Low-income individuals and unemployed workers receive monthly cash stipends or wage supplements, increasing short-term income and lowering financial barriers to participation in training.
Unemployed workers and students gain career coaching and optional mentoring/peer support before, during, and after training, improving job readiness and prospects for career progression.
Low-income individuals and unemployed workers participating in projects that build soft skills and social capital may see increased long-term employment stability and higher lifetime earnings.
Taxpayers and low-income program participants face higher program costs because monthly stipends or wage supplements raise overall program expenditures and may require more federal funding or reduce the number of participants served.
Nonprofits, small organizations, and some local governments may be disadvantaged in grant competitions because smaller providers can struggle to meet the preference criteria (stipends, coaching, mentoring).

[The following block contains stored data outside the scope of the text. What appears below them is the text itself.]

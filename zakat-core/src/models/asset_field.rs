use serde::{Deserialize, Serialize};

use super::FieldKey;

#[derive(Debug, Clone, Copy, PartialEq, Eq, Hash, Serialize, Deserialize)]
#[serde(rename_all = "camelCase")]
pub enum AssetField {
    Cash,
    Gold,
    Silver,
    Other,
}

impl FieldKey for AssetField {
    const ALL: &'static [Self] = &[Self::Cash, Self::Gold, Self::Silver, Self::Other];

    fn index(&self) -> usize {
        *self as usize
    }

    fn key(&self) -> &'static str {
        match self {
            Self::Cash => "cash",
            Self::Gold => "gold",
            Self::Silver => "silver",
            Self::Other => "other",
        }
    }

    fn label(&self) -> &'static str {
        match self {
            Self::Cash => "Cash",
            Self::Gold => "Gold",
            Self::Silver => "Silver",
            Self::Other => "Other",
        }
    }
}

State and local grantees could lose flexibility to tailor programs to local labor markets or participant needs because mandated program components constrain design choices.
Based on analysis of 3 sections of legislative text.
Adds a grant-preference and requires career coaching, optional peer mentoring, and participant monthly stipends for the specified demonstration program; effective Oct 1, 2025.
Introduced September 16, 2025 by Dwight Evans · Last progress September 16, 2025
Requires the Secretary, when evaluating certain demonstration grant applications under 42 U.S.C. § 1397g, to give preference to applications that include mentoring or peer support, provide career coaching as part of case management, and commit to giving participants a monthly cash stipend or wage supplement. Funded demonstration projects must include case management plans that provide career coaching and may offer peer support and mentoring before, during, and after initial training. The change takes effect October 1, 2025.